After two years of holding the position of treasurer, Dr. Samuel Foster, 50, was elected as Academic Senate president. As his second year as president comes to a close, he explains the process on how he got to where he is today.
Born in 1964 in the Rural South Boot-Hill part of southern Missouri, bordering Arkansas, his family moved to Milwaukee at the age of three in search of a better life.
Foster attended an entirely black grade school and had a great love for music. He began playing piano for his church group at age six and played for the choir at age 10.
Soon things would drastically change for Foster, he went from an all black grade school to a predominantly white high school.
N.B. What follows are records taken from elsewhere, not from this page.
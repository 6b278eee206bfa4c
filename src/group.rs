use std::collections::{HashMap, HashSet, VecDeque};
use std::sync::Arc;

use petgraph::Direction;
use petgraph::algo::{is_cyclic_directed, toposort};
use petgraph::graph::{Graph, NodeIndex};
use petgraph::visit::{Dfs, Reversed};

use crate::core::{Key, Resource};
use crate::definition::{Definition, Node};
use crate::error::{GraphError, TaskError};

/// Per-pass scheduling state of one task.
///
/// The state advances `Pending -> Ready -> Running -> Completed -> Reported`
/// within a single pass and is reset by [`TaskGroup::prepare`] or
/// [`TaskGroup::prepare_for`]. The recorded [`TaskOutcome`] is independent
/// of this cycle: once written it survives any number of later passes.
#[derive(Debug, Clone, Copy, PartialEq, Eq)]
pub enum TaskState {
    /// Waiting on at least one prerequisite in the current pass.
    Pending,
    /// All prerequisites reported; queued for [`TaskGroup::get_next`].
    Ready,
    /// Handed out by [`TaskGroup::get_next`], not yet completed.
    Running,
    /// Outcome recorded, completion not yet reported.
    Completed,
    /// Completion reported; dependents were unlocked.
    Reported,
}

/// The permanent record of what happened to one task.
#[derive(Debug, Clone)]
pub enum TaskOutcome {
    /// The work ran and produced a resource.
    Created(Resource),
    /// The work ran and failed.
    Failed(TaskError),
    /// The work never ran because the named prerequisite did not end up
    /// `Created`. The branch is incomplete, not cancelled.
    Skipped { blocked_on: Key },
}

impl TaskOutcome {
    /// Whether this outcome carries a created resource.
    pub fn is_created(&self) -> bool {
        matches!(self, TaskOutcome::Created(_))
    }

    /// The created resource, or `None` for failures and skips.
    pub fn created(&self) -> Option<&Resource> {
        match self {
            TaskOutcome::Created(resource) => Some(resource),
            _ => None,
        }
    }
}

pub(crate) struct TaskEntry<E: Send + Sync> {
    pub(crate) node: Arc<Node<E>>,
    state: TaskState,
    outcome: Option<TaskOutcome>,
    pending: usize,
    in_scope: bool,
}

impl<E: Send + Sync> TaskEntry<E> {
    fn new(node: Arc<Node<E>>) -> Self {
        Self {
            node,
            state: TaskState::Pending,
            outcome: None,
            pending: 0,
            in_scope: false,
        }
    }
}

/// The dependency graph for one batch of resource creations.
///
/// A `TaskGroup` is built once from the requested top-level definitions. It
/// flattens the definition closure into a directed graph, collapsing shared
/// dependencies by [`Key`] so each definition appears exactly once, and it
/// rejects cyclic configurations up front.
///
/// # The pull protocol
///
/// The group schedules but never executes. A driver walks it:
///
/// 1. [`prepare`](Self::prepare) (or [`prepare_for`](Self::prepare_for))
///    begins a pass and seeds the ready queue.
/// 2. [`get_next`](Self::get_next) hands out a ready task, or `None` if
///    nothing is ready until more completions are reported.
/// 3. The driver runs the work, then records it with
///    [`complete`](Self::complete).
/// 4. [`report_completion`](Self::report_completion) unlocks dependents,
///    which makes further `get_next` calls productive.
///
/// This split lets a caller drive the graph synchronously in a loop, or fan
/// ready tasks out to worker threads and funnel completions back, which is
/// what [`Batch`](crate::Batch) does.
///
/// Outcomes are frozen on first write. Re-walking a settled group hands out
/// every task again without disturbing any recorded outcome, which is how
/// the orphan diffing pass replays subtrees after the fact.
pub struct TaskGroup<E: Send + Sync = ()> {
    graph: Graph<TaskEntry<E>, ()>,
    index: HashMap<Key, NodeIndex>,
    roots: Vec<Key>,
    ready: VecDeque<NodeIndex>,
    scope_len: usize,
    reported: usize,
    completed: Vec<Key>,
}

impl<E: Send + Sync> TaskGroup<E> {
    /// Flattens the dependency closure of `roots` into a task graph.
    ///
    /// Shared dependencies collapse into a single task. Listing the same
    /// root twice yields one task and one result entry.
    ///
    /// # Errors
    /// Returns [`GraphError::Cycle`] for a cyclic configuration. This is
    /// checked here so a bad graph fails before any creation begins.
    pub fn build<T>(roots: &[Definition<T, E>]) -> Result<Self, GraphError>
    where
        T: Send + Sync + 'static,
    {
        let mut group = Self {
            graph: Graph::new(),
            index: HashMap::new(),
            roots: Vec::new(),
            ready: VecDeque::new(),
            scope_len: 0,
            reported: 0,
            completed: Vec::new(),
        };

        for root in roots {
            group.intern(&root.node);
            let key = root.key();
            if !group.roots.contains(&key) {
                group.roots.push(key);
            }
        }

        // Toposort is run purely to reject cyclic configurations before
        // execution. A definition closure cannot express a cycle on its
        // own, but ordering links added later can.
        group.ensure_acyclic()?;

        Ok(group)
    }

    fn intern(&mut self, node: &Arc<Node<E>>) -> NodeIndex {
        // Explicit worklist: dependency chains can be arbitrarily deep,
        // so the flattening must not recurse. A node is interned only
        // once every dependency is, which keeps edge insertion a lookup.
        let mut pending = vec![node.clone()];

        while let Some(current) = pending.last().cloned() {
            if self.index.contains_key(&current.key) {
                pending.pop();
                continue;
            }

            let missing: Vec<Arc<Node<E>>> = current
                .requires
                .iter()
                .filter(|dep| !self.index.contains_key(&dep.key()))
                .map(|dep| dep.node.clone())
                .collect();

            if !missing.is_empty() {
                pending.extend(missing);
                continue;
            }

            pending.pop();
            let index = self.graph.add_node(TaskEntry::new(current.clone()));
            self.index.insert(current.key, index);

            // Edges point from a dependency to its dependent. A dependency
            // listed twice contributes one edge; the duplicate still
            // resolves by position when inputs are assembled.
            for dep in &current.requires {
                self.graph.update_edge(self.index[&dep.key()], index, ());
            }
        }

        self.index[&node.key]
    }

    fn ensure_acyclic(&self) -> Result<(), GraphError> {
        match toposort(&self.graph, None) {
            Ok(_) => Ok(()),
            Err(cycle) => Err(GraphError::Cycle(
                self.graph[cycle.node_id()].node.name.as_ref().into(),
            )),
        }
    }

    /// Adds an ordering-only constraint: `before` must report completion
    /// before `after` becomes ready. No value flows along the edge.
    ///
    /// # Errors
    /// Rejects unknown keys, self references, and any link that would close
    /// a cycle. A rejected link leaves the graph unchanged.
    pub fn link(&mut self, before: Key, after: Key) -> Result<(), GraphError> {
        let a = self.idx(before)?;
        let b = self.idx(after)?;

        if a == b {
            return Err(GraphError::SelfLink(
                self.graph[a].node.name.as_ref().into(),
            ));
        }

        let edge = self.graph.update_edge(a, b, ());
        if is_cyclic_directed(&self.graph) {
            self.graph.remove_edge(edge);
            return Err(GraphError::Cycle(
                self.graph[b].node.name.as_ref().into(),
            ));
        }

        Ok(())
    }

    /// Begins a pass over the whole group.
    ///
    /// Per-pass state resets and every task with no prerequisites becomes
    /// ready. Frozen outcomes are untouched, so preparing a settled group
    /// sets up a pure replay.
    pub fn prepare(&mut self) {
        self.ready.clear();
        self.reported = 0;
        self.scope_len = self.graph.node_count();

        for index in self.graph.node_indices() {
            self.graph[index].in_scope = true;
        }

        self.seed();
    }

    /// Begins a pass over the dependency closure of `root` only: the root
    /// itself and everything it transitively requires.
    pub fn prepare_for(&mut self, root: Key) -> Result<(), GraphError> {
        let start = self.idx(root)?;

        let mut scope = HashSet::new();
        let reversed = Reversed(&self.graph);
        let mut dfs = Dfs::new(reversed, start);
        while let Some(index) = dfs.next(reversed) {
            scope.insert(index);
        }

        self.ready.clear();
        self.reported = 0;
        self.scope_len = scope.len();

        for index in self.graph.node_indices() {
            self.graph[index].in_scope = scope.contains(&index);
        }

        self.seed();
        Ok(())
    }

    fn seed(&mut self) {
        for index in self.graph.node_indices() {
            if !self.graph[index].in_scope {
                continue;
            }

            let pending = self
                .graph
                .neighbors_directed(index, Direction::Incoming)
                .filter(|dep| self.graph[*dep].in_scope)
                .count();

            let entry = &mut self.graph[index];
            entry.pending = pending;
            if pending == 0 {
                entry.state = TaskState::Ready;
                self.ready.push_back(index);
            } else {
                entry.state = TaskState::Pending;
            }
        }
    }

    /// Pulls the next ready task, marking it `Running`.
    ///
    /// `None` means no task can run until more completions are reported. If
    /// the group [`is_settled`](Self::is_settled), the pass is over.
    pub fn get_next(&mut self) -> Option<Key> {
        let index = self.ready.pop_front()?;
        let entry = &mut self.graph[index];
        entry.state = TaskState::Running;
        Some(entry.node.key)
    }

    /// Records the outcome of a task. First write wins.
    ///
    /// Returns `Ok(true)` when the outcome was recorded and `Ok(false)`
    /// when the task already had a frozen outcome, in which case nothing
    /// changes. This is what makes re-driving a settled group idempotent.
    pub fn complete(&mut self, key: Key, outcome: TaskOutcome) -> Result<bool, GraphError> {
        let index = self.idx(key)?;
        let entry = &mut self.graph[index];

        if entry.outcome.is_some() {
            return Ok(false);
        }

        entry.outcome = Some(outcome);
        entry.state = TaskState::Completed;
        self.completed.push(key);
        Ok(true)
    }

    /// Reports a completion, unlocking dependents whose prerequisites are
    /// now all reported.
    ///
    /// Requires a recorded outcome. Reporting the same task twice within a
    /// pass is a no-op, and a settled group can be prepared and re-reported
    /// any number of times.
    pub fn report_completion(&mut self, key: Key) -> Result<(), GraphError> {
        let index = self.idx(key)?;
        let entry = &mut self.graph[index];

        if entry.state == TaskState::Reported {
            return Ok(());
        }
        if entry.outcome.is_none() {
            return Err(GraphError::NotCompleted(entry.node.name.as_ref().into()));
        }

        entry.state = TaskState::Reported;
        self.reported += 1;

        let dependents: Vec<NodeIndex> = self
            .graph
            .neighbors_directed(index, Direction::Outgoing)
            .collect();

        for dependent in dependents {
            let entry = &mut self.graph[dependent];
            if !entry.in_scope {
                continue;
            }
            entry.pending -= 1;
            if entry.pending == 0 && entry.state == TaskState::Pending {
                entry.state = TaskState::Ready;
                self.ready.push_back(dependent);
            }
        }

        Ok(())
    }

    /// Whether every task in the current pass has reported completion.
    pub fn is_settled(&self) -> bool {
        self.reported == self.scope_len
    }

    /// The frozen outcome of a task, if one was recorded.
    pub fn outcome(&self, key: Key) -> Option<&TaskOutcome> {
        let index = *self.index.get(&key)?;
        self.graph[index].outcome.as_ref()
    }

    /// The per-pass scheduling state of a task.
    pub fn state(&self, key: Key) -> Option<TaskState> {
        let index = *self.index.get(&key)?;
        Some(self.graph[index].state)
    }

    /// The keys of every prerequisite of `key`: declared dependencies and
    /// ordering links alike. Drivers use this to decide whether a pulled
    /// task can run or must be skipped.
    pub fn prerequisites(&self, key: Key) -> Vec<Key> {
        let Some(&index) = self.index.get(&key) else {
            return Vec::new();
        };
        self.graph
            .neighbors_directed(index, Direction::Incoming)
            .map(|dep| self.graph[dep].node.key)
            .collect()
    }

    /// The requested top-level keys, in request order, deduped.
    pub fn root_keys(&self) -> &[Key] {
        &self.roots
    }

    pub fn is_root(&self, key: Key) -> bool {
        self.roots.contains(&key)
    }

    /// The name a task was defined with.
    pub fn name_of(&self, key: Key) -> Option<&str> {
        let index = *self.index.get(&key)?;
        Some(&self.graph[index].node.name)
    }

    pub fn contains(&self, key: Key) -> bool {
        self.index.contains_key(&key)
    }

    /// Every key in the group, in insertion order.
    pub fn keys(&self) -> impl Iterator<Item = Key> + '_ {
        self.graph.node_indices().map(|i| self.graph[i].node.key)
    }

    pub fn len(&self) -> usize {
        self.graph.node_count()
    }

    pub fn is_empty(&self) -> bool {
        self.graph.node_count() == 0
    }

    /// Keys in the order their outcomes were recorded.
    pub(crate) fn completion_order(&self) -> &[Key] {
        &self.completed
    }

    pub(crate) fn node_of(&self, key: Key) -> Option<&Arc<Node<E>>> {
        let index = *self.index.get(&key)?;
        Some(&self.graph[index].node)
    }

    fn idx(&self, key: Key) -> Result<NodeIndex, GraphError> {
        self.index
            .get(&key)
            .copied()
            .ok_or(GraphError::UnknownKey(key))
    }
}

impl<E: Send + Sync> std::fmt::Display for TaskGroup<E> {
    /// Renders the group as a Mermaid diagram, coloring tasks by outcome
    /// once outcomes exist.
    fn fmt(&self, f: &mut std::fmt::Formatter<'_>) -> std::fmt::Result {
        writeln!(f, "graph LR")?;

        for index in self.graph.node_indices() {
            let entry = &self.graph[index];
            let name = entry.node.name.replace('"', "\\\""); // Simple escape
            writeln!(f, "    {:?}[\"{}\"]", index.index(), name)?;
        }

        for edge in self.graph.edge_indices() {
            let (source, target) = self.graph.edge_endpoints(edge).unwrap();
            writeln!(f, "    {:?} --> {:?}", source.index(), target.index())?;
        }

        for index in self.graph.node_indices() {
            let color = match self.graph[index].outcome {
                Some(TaskOutcome::Created(_)) => "#9f9",
                Some(TaskOutcome::Failed(_)) => "#f99",
                Some(TaskOutcome::Skipped { .. }) => "#ddd",
                None => continue,
            };
            writeln!(f, "    style {} fill:{}", index.index(), color)?;
        }

        Ok(())
    }
}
After graduating high school, Foster received a scholarship to Andrews University, a private Institution in Michigan. His original plan was to be an OB-GYN, but after conducting a research paper on the career [OB-GYN] in high school, he determined that he’d rather not spend all that time and incur that amount of debt.
Foster began as a music major in Andrews University and he was a member of a Symphonic-Jazz band, sometimes playing audiences from small rooms to a few hundred people, Foster never felt nervous till after the show was over.
As with all good things there was a catch. There was intense competition at his school and Foster was not into that aspect of the music. He decided to go with his second love; science and math.
Chemistry was his new major, being a perfect blend of science and math.
“I liked the ‘what can happen factor’ and the ‘what just happened factor,'” Foster said.
All was not easy though while he was a student. Foster worked for every bit of what he had, 80 hour weeks in the summer, two part-time jobs during school along with a full-time schedule of science classes.
He never went home for the holidays or spring break; that time was used to earn extra cash while everyone else was away.
“You know my typical week was 80-100 hours of work and school,” Foster stated.
It all paid off though, when Foster got a job at the Dow Chemical Company. At the time Dow was the second largest chemical company in the country and sixth in the world.
At the age of 22, Foster moved to Midland, Mich. where his supervisor saw potential in him almost immediately and told him to pursue a Ph.D.
Later, Foster’s supervisor’s supervisor pulled him aside and suggested the same thing.
Foster was hesitant due to the amount of work going back to school would entail. It was explained to him that a doctorate degree was largely research undertaking and was quite similar to what he was already doing for Dow Chemical.
In 1987, Foster scouted a few schools to continue his education, one was UC Berkeley.
When he arrived to UC Berkeley, there were virtually no African-American graduate chemistry candidates. He also noted the strange practice of pairing up the African-American graduate students together regardless of field specification and assigning them to talk to African-American professors.
He saw that he wasn’t speaking with the faculty member that he wanted to or thought he should be speaking with.
When the issue was raised to administration, they explained that they thought it would be more comfortable for him and the other African-American students.
“I already knew how to be black, I wanted to know how to be a graduate student,” Foster said.
Although Foster admitted that if he wasn’t so used to the racial divide and how to navigate around it, he might not have been able to see their point of view. Foster called it, “The Liberal Trap.”
Eventually he decided on UC Irvine and begun his graduate work there along with the teaching assistant requirements for his Doctorate.
Foster began his dissertation in 1993 while also working at Glendale Community College.
The following year, he finished his dissertation and came to Fullerton College. In the summer of 1994 he defended his dissertation and received his Ph.D in Organometallic Chemistry.
Foster began his 21 year career at Fullerton teaching CHEM 111 as a full-time faculty member.
His first main goal was to revamp the science labs which had remained virtually the same since the ’60s.
In 1995 Foster had a brief stint on the Academic Senate, but it was short lived as the meeting times and the labs times conflicted.
He chose to opt out and work the labs for the students.
Now along with his duties on the Academic Senate, he teaches Chemistry, holding a Ph.D. in Organometallic Chemistry.